2001 - Anders Hejlsberg invents C#. C# is a relatively verbose, garbage collected, class based, statically typed, single dispatch, object oriented language with single implementation inheritance and multiple interface inheritance. Microsoft loudly heralds C#'s novelty."

Hands down epic definition win.


My favourite is actually:

    1972 - Dennis Ritchie invents a powerful gun that shoots
    both forward and backward simultaneously. Not satisfied
    with the number of deaths and permanent maimings from
    that invention he invents C and Unix.


This was actually a remix[1] and nod to the legendary guide, "Shooting yourself in the foot in various programming languages,"[2] which has slowly evolved over the course of usenet, gopher, and websockets.

I'm convinced that this list will one day be fed recursively into a prolog console and become skynet.

1. http://blip.tv/goodiebag/everything-is-a-remix-part-1-413601... 2. http://www.toodarkpark.org/computers/humor/shoot-self-in-foo...


I think skynet is smarter then the average two year old though.


Nice one. I really liked this one though:

1958 - John McCarthy and Paul Graham invent LISP. Due to high costs caused by a post-war depletion of the strategic parentheses reserve LISP never becomes popular[1]. In spite of its lack of popularity, LISP (now "Lisp" or sometimes "Arc") remains an influential language in "key algorithmic techniques such as recursion and condescension"[2].

[1] Fortunately for computer science the supply of curly braces and angle brackets remains high.

[2] Catch as catch can - Verity Stob: http://www.theregister.co.uk/2006/01/11/exception_handling/


The wonderful thing about Lisp though is that you can write a macro to produce more parentheses! However, to do this you have to be able to write a macro.


You know what they say...it takes parentheses to make parentheses.


Haskell gets some resistance due to the complexity of using monads to control side effects. Wadler tries to appease critics by explaining that "a monad is a monoid in the category of endofunctors, what's the problem?"

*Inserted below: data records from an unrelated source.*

//! Tests for the task table and proportions writers.

use std::fs;

use centrality_model::{ProportionRow, TaskId, TaskKey, TaskRow};
use centrality_output::{
    CsvProportionSink, ProportionSink, TableStage, drain_batches, proportion_headers,
    task_headers, write_proportions, write_task_table,
};
use centrality_transform::{OccupationBatch, ProportionCalculator};

fn task_row(code: &str, id: &str, importance: f64, average_frequency: f64, relevance: f64) -> TaskRow {
    let mut row = TaskRow::new(TaskKey::new(
        code,
        "Chief Executives",
        TaskId::new(id),
        format!("Task, with a comma {id}"),
    ));
    row.importance = Some(importance);
    row.relevance = Some(relevance);
    row.average_frequency = Some(average_frequency);
    row
}

fn batches(rows: Vec<TaskRow>) -> Vec<OccupationBatch> {
    ProportionCalculator::default().batches(rows).collect()
}

fn read_lines(path: &std::path::Path) -> Vec<String> {
    fs::read_to_string(path)
        .unwrap()
        .lines()
        .map(String::from)
        .collect()
}

#[test]
fn test_proportion_header() {
    insta::assert_snapshot!(
        proportion_headers().join(","),
        @"O*NET-SOC Code,Title,Task ID,Task,Frequency_1,Frequency_2,Frequency_3,Frequency_4,Frequency_5,Frequency_6,Frequency_7,Importance,Relevance,Average Frequency,Total Importance,Importance Proportion,Freq Score Total,Frequency Proportion,Total Relevance,Relevance Proportion,Unweighted Sum,Sum Proportion,Weighted Sum,Weighted Sum Proportion"
    );
}

#[test]
fn test_reshaped_header_has_no_average_frequency() {
    let headers = task_headers(TableStage::Reshaped);
    assert_eq!(headers.len(), 13);
    assert_eq!(headers.last().map(String::as_str), Some("Relevance"));
    assert_eq!(task_headers(TableStage::Normalized).len(), 14);
}

#[test]
fn test_write_task_table_marks_missing_and_nan() {
    let dir = tempfile::tempdir().unwrap();
    let path = dir.path().join("nested").join(TableStage::Normalized.file_name());
    let mut row = task_row("11-1011.00", "8823", f64::NAN, 0.5, 1.0);
    row.frequency[0] = Some(0.25);

    write_task_table(&path, &[row], TableStage::Normalized).unwrap();

    let lines = read_lines(&path);
    assert_eq!(lines.len(), 2);
    assert!(lines[0].starts_with("O*NET-SOC Code,Title,Task ID,Task,Frequency_1"));
    assert_eq!(
        lines[1],
        "11-1011.00,Chief Executives,8823,\"Task, with a comma 8823\",0.25,,,,,,,NaN,1,0.5"
    );
}

#[test]
fn test_sink_writes_header_without_batches() {
    let dir = tempfile::tempdir().unwrap();
    let path = dir.path().join("weighted_proportions.csv");

    let report = write_proportions(&path, Vec::new()).unwrap();

    assert_eq!(report.rows, 0);
    assert_eq!(read_lines(&path), vec![proportion_headers().join(",")]);
}

#[test]
fn test_write_proportions_appends_batches_in_order() {
    let dir = tempfile::tempdir().unwrap();
    let path = dir.path().join("weighted_proportions.csv");
    let rows = vec![
        task_row("15-1252.00", "2", 0.5, 0.5, 0.5),
        task_row("11-1011.00", "1", 0.75, 0.5, 0.5),
        task_row("11-1011.00", "3", 0.25, 0.5, 0.5),
    ];

    let report = write_proportions(&path, batches(rows)).unwrap();

    assert_eq!(report.batches, 2);
    assert_eq!(report.rows, 3);
    let mut reader = csv::Reader::from_path(&path).unwrap();
    let headers = reader.headers().unwrap().clone();
    let column = |name: &str| headers.iter().position(|h| h == name).unwrap();
    let records: Vec<csv::StringRecord> = reader.records().map(Result::unwrap).collect();
    let codes: Vec<&str> = records.iter().map(|r| &r[0]).collect();
    assert_eq!(codes, vec!["15-1252.00", "11-1011.00", "11-1011.00"]);
    assert_eq!(&records[0][column("Importance Proportion")], "1");
    assert_eq!(&records[1][column("Importance Proportion")], "0.75");
    assert_eq!(&records[2][column("Total Importance")], "1");
}

#[test]
fn test_dropped_sink_flushes_written_rows() {
    let dir = tempfile::tempdir().unwrap();
    let path = dir.path().join("weighted_proportions.csv");
    let batches = batches(vec![task_row("11-1011.00", "1", 0.5, 0.5, 0.5)]);

    {
        let mut sink = CsvProportionSink::create(&path).unwrap();
        sink.write_batch(&batches[0]).unwrap();
    }

    assert_eq!(read_lines(&path).len(), 2);
}

#[test]
fn test_finished_sink_rejects_writes() {
    let dir = tempfile::tempdir().unwrap();
    let path = dir.path().join("weighted_proportions.csv");
    let batches = batches(vec![task_row("11-1011.00", "1", 0.5, 0.5, 0.5)]);

    let mut sink = CsvProportionSink::create(&path).unwrap();
    sink.finish().unwrap();

    assert!(sink.write_batch(&batches[0]).is_err());
}

#[test]
fn test_memory_sink_collects_rows() {
    let mut sink: Vec<ProportionRow> = Vec::new();
    let rows = vec![
        task_row("11-1011.00", "1", 0.5, 0.5, 0.5),
        task_row("11-1011.00", "2", 0.5, 0.5, 0.5),
    ];

    let report = drain_batches(&mut sink, batches(rows)).unwrap();

    assert_eq!(report.rows, 2);
    assert_eq!(sink.len(), 2);
    assert_eq!(sink[0].proportions.importance_proportion, Some(0.5));
}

I don't know why, but this had me laughing uncontrollably:

1983 - Bjarne Stroustrup bolts everything he's ever heard of onto C to create C++.


I hate the factual inaccuracies in this post.

For example, it says that Rasmus Lerdorf got the idea for PHP at a neighbourhood Italian restaurant, but Qeqertarsuaq has no Italian restaurants.


Yeah, it also says that Larry Wall came up with Perl by falling asleep and hitting his head on the keyboard, when in fact Perl was created through a genetic algorithm -- that's why it takes so long for Perl 6 to happen, because those specs they call Synopses keep changing and therefore the fitness metric is not stable.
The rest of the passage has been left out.